[Assigned task]: Word for word, restate each of the records below.

+++ Raw data

//! `AppConfig` struct and TOML read/write.

use std::path::Path;

use anyhow::{Context, Result};
use serde::{Deserialize, Serialize};

/// Top-level application configuration.
#[derive(Debug, Serialize, Deserialize, Default, PartialEq, Eq)]
pub struct AppConfig {
    /// API connection settings.
    #[serde(default)]
    pub api: ApiConfig,
}

/// API connection configuration.
#[derive(Debug, Serialize, Deserialize, Default, PartialEq, Eq)]
pub struct ApiConfig {
    /// Base URL of the MFlix API server. Falls back to the library
    /// default when unset.
    #[serde(default)]
    pub base_url: Option<String>,
}

impl AppConfig {
    /// Loads config from a TOML file. Returns default if file does not exist.
    ///
    /// # Errors
    ///
    /// Returns an error if the file exists but cannot be read or parsed.
    pub fn load(path: &Path) -> Result<Self> {
        if !path.exists() {
            return Ok(Self::default());
        }
        let content = std::fs::read_to_string(path)
            .with_context(|| format!("failed to read {}", path.display()))?;
        toml::from_str(&content).with_context(|| format!("failed to parse {}", path.display()))
    }

    /// Saves config to a TOML file, creating parent directories if needed.
    ///
    /// # Errors
    ///
    /// Returns an error if directory creation or file write fails.
    pub fn save(&self, path: &Path) -> Result<()> {
        if let Some(parent) = path.parent() {
            std::fs::create_dir_all(parent)
                .with_context(|| format!("failed to create directory {}", parent.display()))?;
        }
        let content = toml::to_string_pretty(self).context("failed to serialize config to TOML")?;
        std::fs::write(path, content).with_context(|| format!("failed to write {}", path.display()))
    }
}

#[cfg(test)]
mod tests {
    #![allow(clippy::unwrap_used)]

    use super::*;

    #[test]
    fn test_default_config() {
        // Arrange & Act
        let config = AppConfig::default();

        // Assert
        assert_eq!(config.api.base_url, None);
    }

    #[test]
    fn test_serialize_deserialize_roundtrip() {
        // Arrange
        let config = AppConfig {
            api: ApiConfig {
                base_url: Some(String::from("http://media-server.local:3000")),
            },
        };

        // Act
        let toml_str = toml::to_string_pretty(&config).unwrap();
        let parsed: AppConfig = toml::from_str(&toml_str).unwrap();

        // Assert
        assert_eq!(parsed, config);
    }

    #[test]
    fn test_load_nonexistent_returns_default() {
        // Arrange
        let path = Path::new("/tmp/mflix_test_nonexistent_config.toml");

        // Act
        let config = AppConfig::load(path).unwrap();

        // Assert
        assert_eq!(config, AppConfig::default());
    }

    #[test]
    fn test_save_and_load() {
        // Arrange
        let dir = tempfile::tempdir().unwrap();
        let path = dir.path().join("config.toml");
        let config = AppConfig {
            api: ApiConfig {
                base_url: Some(String::from("http://localhost:8080")),
            },
        };

        // Act
        config.save(&path).unwrap();
        let loaded = AppConfig::load(&path).unwrap();

        // Assert
        assert_eq!(loaded, config);
    }

    #[test]
    fn test_load_partial_config() {
        // Arrange
        let dir = tempfile::tempdir().unwrap();
        let path = dir.path().join("config.toml");
        std::fs::write(&path, "").unwrap();

        // Act
        let config = AppConfig::load(&path).unwrap();

        // Assert
        assert_eq!(config, AppConfig::default());
    }
}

++++++

[Task output]:
//! `AppConfig` struct and TOML read/write.

use std::path::Path;

use anyhow::{Context, Result};
use serde::{Deserialize, Serialize};

/// Top-level application configuration.
#[derive(Debug, Serialize, Deserialize, Default, PartialEq, Eq)]
pub struct AppConfig {
    /// API connection settings.
    #[serde(default)]
    pub api: ApiConfig,
}

/// API connection configuration.
#[derive(Debug, Serialize, Deserialize, Default, PartialEq, Eq)]
pub struct ApiConfig {
    /// Base URL of the MFlix API server. Falls back to the library
    /// default when unset.
    #[serde(default)]
    pub base_url: Option<String>,
}

impl AppConfig {
    /// Loads config from a TOML file. Returns default if file does not exist.
    ///
    /// # Errors
    ///
    /// Returns an error if the file exists but cannot be read or parsed.
    pub fn load(path: &Path) -> Result<Self> {
        if !path.exists() {
            return Ok(Self::default());
        }
        let content = std::fs::read_to_string(path)
            .with_context(|| format!("failed to read {}", path.display()))?;
        toml::from_str(&content).with_context(|| format!("failed to parse {}", path.display()))
    }

    /// Saves config to a TOML file, creating parent directories if needed.
    ///
    /// # Errors
    ///
    /// Returns an error if directory creation or file write fails.
    pub fn save(&self, path: &Path) -> Result<()> {
        if let Some(parent) = path.parent() {
            std::fs::create_dir_all(parent)
                .with_context(|| format!("failed to create directory {}", parent.display()))?;
        }
        let content = toml::to_string_pretty(self).context("failed to serialize config to TOML")?;
        std::fs::write(path, content).with_context(|| format!("failed to write {}", path.display()))
    }
}

#[cfg(test)]
mod tests {
    #![allow(clippy::unwrap_used)]

    use super::*;

    #[test]
    fn test_default_config() {
        // Arrange & Act
        let config = AppConfig::default();

        // Assert
        assert_eq!(config.api.base_url, None);
    }

    #[test]
    fn test_serialize_deserialize_roundtrip() {
        // Arrange
        let config = AppConfig {
            api: ApiConfig {
                base_url: Some(String::from("http://media-server.local:3000")),
            },
        };

        // Act
        let toml_str = toml::to_string_pretty(&config).unwrap();
        let parsed: AppConfig = toml::from_str(&toml_str).unwrap();

        // Assert
        assert_eq!(parsed, config);
    }

    #[test]
    fn test_load_nonexistent_returns_default() {
        // Arrange
        let path = Path::new("/tmp/mflix_test_nonexistent_config.toml");

        // Act
        let config = AppConfig::load(path).unwrap();

        // Assert
        assert_eq!(config, AppConfig::default());
    }

    #[test]
    fn test_save_and_load() {
        // Arrange
        let dir = tempfile::tempdir().unwrap();
        let path = dir.path().join("config.toml");
        let config = AppConfig {
            api: ApiConfig {
                base_url: Some(String::from("http://localhost:8080")),
            },
        };

        // Act
        config.save(&path).unwrap();
        let loaded = AppConfig::load(&path).unwrap();

        // Assert
        assert_eq!(loaded, config);
    }

    #[test]
    fn test_load_partial_config() {
        // Arrange
        let dir = tempfile::tempdir().unwrap();
        let path = dir.path().join("config.toml");
        std::fs::write(&path, "").unwrap();

        // Act
        let config = AppConfig::load(&path).unwrap();

        // Assert
        assert_eq!(config, AppConfig::default());
    }
}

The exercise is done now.